Defining a Batch UDTF

Use the @udtf decorator on a class or function. The UDTF receives a query builder over the source data and yields pa.RecordBatch objects with an arbitrary output schema.

Class-based

from geneva import udtf
import pyarrow as pa
from collections.abc import Iterator

@udtf(
    output_schema=pa.schema([
        pa.field("row_id", pa.int64()),
        pa.field("cluster_id", pa.int64()),
        pa.field("is_duplicate", pa.bool_()),
    ]),
    input_columns=["row_id", "phash"],
    num_cpus=4,
    memory=8 * 1024**3,  # 8 GiB
)
class PHashDedupe:
    def __init__(self, threshold: int = 4):
        self.threshold = threshold

    def __call__(self, source: geneva.GenevaQueryBuilder) -> Iterator[pa.RecordBatch]:
        data = source.to_arrow().select(["row_id", "phash"])
        clusters = self._cluster(data)
        yield pa.RecordBatch.from_pydict({
            "row_id": clusters["row_id"],
            "cluster_id": clusters["cluster_id"],
            "is_duplicate": clusters["is_duplicate"],
        })

Function-based

@udtf(output_schema=pa.schema([
    pa.field("label", pa.string()),
    pa.field("count", pa.int64()),
    pa.field("mean_score", pa.float64()),
]))
def group_stats(source: geneva.GenevaQueryBuilder) -> Iterator[pa.RecordBatch]:
    df = source.to_pandas()
    agg = df.groupby("label").agg(
        count=("label", "size"),
        mean_score=("score", "mean"),
    ).reset_index()
    yield pa.RecordBatch.from_pandas(agg)

Decorator Parameters

ParameterTypeDescription
output_schemapa.SchemaRequired. Arrow schema of the output table.
input_columnslist[str] | NoneRestrict which source columns are visible. None means all.
partition_bystr | NoneColumn name for partition-parallel execution.
partition_by_indexed_columnstr | NoneColumn name with an IVF index for index-based partitioning. Mutually exclusive with partition_by.
num_cpusfloatRay CPU resource request per worker.
num_gpusfloatRay GPU resource request per worker.
memoryint | NoneRay memory resource request in bytes.
on_errorError handling configuration (see Error Handling).

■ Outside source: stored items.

//! Per-generation fitness statistics.

use serde::{Deserialize, Serialize};

/// A snapshot of one generation's scored population.
#[derive(Clone, Debug, Default, Serialize, Deserialize)]
pub struct GenerationStats {
    pub generation: usize,
    pub best: f64,
    pub mean: f64,
    pub worst: f64,
    /// Mean node count across the population.
    pub mean_nodes: f64,
    /// Mean regular-connection count across the population.
    pub mean_connections: f64,
}

/// Accumulated history of generation snapshots.
#[derive(Clone, Debug, Default, Serialize, Deserialize)]
pub struct StatsHistory {
    pub snapshots: Vec<GenerationStats>,
}

impl StatsHistory {
    pub fn new() -> Self {
        Self::default()
    }

    /// Append a snapshot.
    pub fn record(&mut self, stats: GenerationStats) {
        self.snapshots.push(stats);
    }

    /// Best fitness per generation.
    pub fn best_series(&self) -> Vec<f64> {
        self.snapshots.iter().map(|s| s.best).collect()
    }

    /// Mean fitness per generation.
    pub fn mean_series(&self) -> Vec<f64> {
        self.snapshots.iter().map(|s| s.mean).collect()
    }

    /// Save history as JSON.
    pub fn save_json(&self, path: &str) -> std::io::Result<()> {
        let json = serde_json::to_string_pretty(self)?;
        std::fs::write(path, json)
    }

    /// Load history from JSON.
    pub fn load_json(path: &str) -> std::io::Result<Self> {
        let contents = std::fs::read_to_string(path)?;
        Ok(serde_json::from_str(&contents)?)
    }
}

#[cfg(test)]
mod tests {
    use super::*;

    #[test]
    fn test_record_and_series() {
        let mut history = StatsHistory::new();
        history.record(GenerationStats {
            generation: 0,
            best: -0.5,
            mean: -0.8,
            worst: -1.2,
            mean_nodes: 3.0,
            mean_connections: 2.0,
        });
        history.record(GenerationStats {
            generation: 1,
            best: -0.3,
            mean: -0.6,
            worst: -1.0,
            mean_nodes: 3.5,
            mean_connections: 2.5,
        });
        assert_eq!(history.best_series(), vec![-0.5, -0.3]);
        assert_eq!(history.mean_series().len(), 2);
    }

    #[test]
    fn test_json_roundtrip() {
        let mut history = StatsHistory::new();
        history.record(GenerationStats {
            generation: 3,
            best: 1.0,
            ..GenerationStats::default()
        });
        let path = "/tmp/evograph_test_stats.json";
        history.save_json(path).unwrap();
        let loaded = StatsHistory::load_json(path).unwrap();
        assert_eq!(loaded.snapshots.len(), 1);
        assert_eq!(loaded.snapshots[0].generation, 3);
        std::fs::remove_file(path).ok();
    }
}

Creating and Refreshing a UDTF View

Batch UDTFs are always attached to a persistent view via create_udtf_view(). Call refresh() to populate or update the view.
conn = geneva.connect("/data/mydb")
images = conn.open_table("images")

# Create the UDTF view
deduped = conn.create_udtf_view(
    "deduped_images",
    source=images.search(None).select(["row_id", "phash"]),
    udtf=PHashDedupe(threshold=4),
)

# Populate the view
deduped.refresh()
UDTF views use the same cluster infrastructure as other Geneva jobs:
# KubeRay cluster
with conn.context(cluster="my-cluster", manifest="my-manifest"):
    deduped.refresh()

# Local Ray
with conn.local_ray_context():
    deduped.refresh()

Version-aware refresh

On each refresh, Geneva checks the source table’s version against the version stored in the view metadata. If the source has not changed, the refresh is skipped entirely — an O(1) check.

Execution Modes

Single-worker (no partitioning)

When neither partition_by nor partition_by_indexed_column is set, the UDTF runs as a single Ray task with access to the entire source dataset. Use this for global operations that need cross-row visibility.
@udtf(output_schema=...)
class GlobalAggregation:
    def __call__(self, source: geneva.GenevaQueryBuilder) -> Iterator[pa.RecordBatch]:
        all_data = source.to_arrow()
        result = expensive_cross_row_computation(all_data)
        yield result.to_batches()[0]

Partition-parallel (partition_by)

The framework groups source data by the partition column and dispatches each partition as an independent Ray task. Use this when the computation is naturally parallelizable by some grouping key.
@udtf(
    output_schema=pa.schema([
        ("row_id_a", pa.string()),
        ("row_id_b", pa.string()),
        ("hamming_dist", pa.int32()),
    ]),
    partition_by="partition_id",
    num_cpus=2,
)
class EdgeDetection:
    def __init__(self, threshold: int = 4):
        self.threshold = threshold

    def __call__(self, source: geneva.GenevaQueryBuilder) -> Iterator[pa.RecordBatch]:
        data = source.to_arrow()
        edges = self._pairwise_compare(data, self.threshold)
        if edges:
            yield pa.RecordBatch.from_pydict(edges)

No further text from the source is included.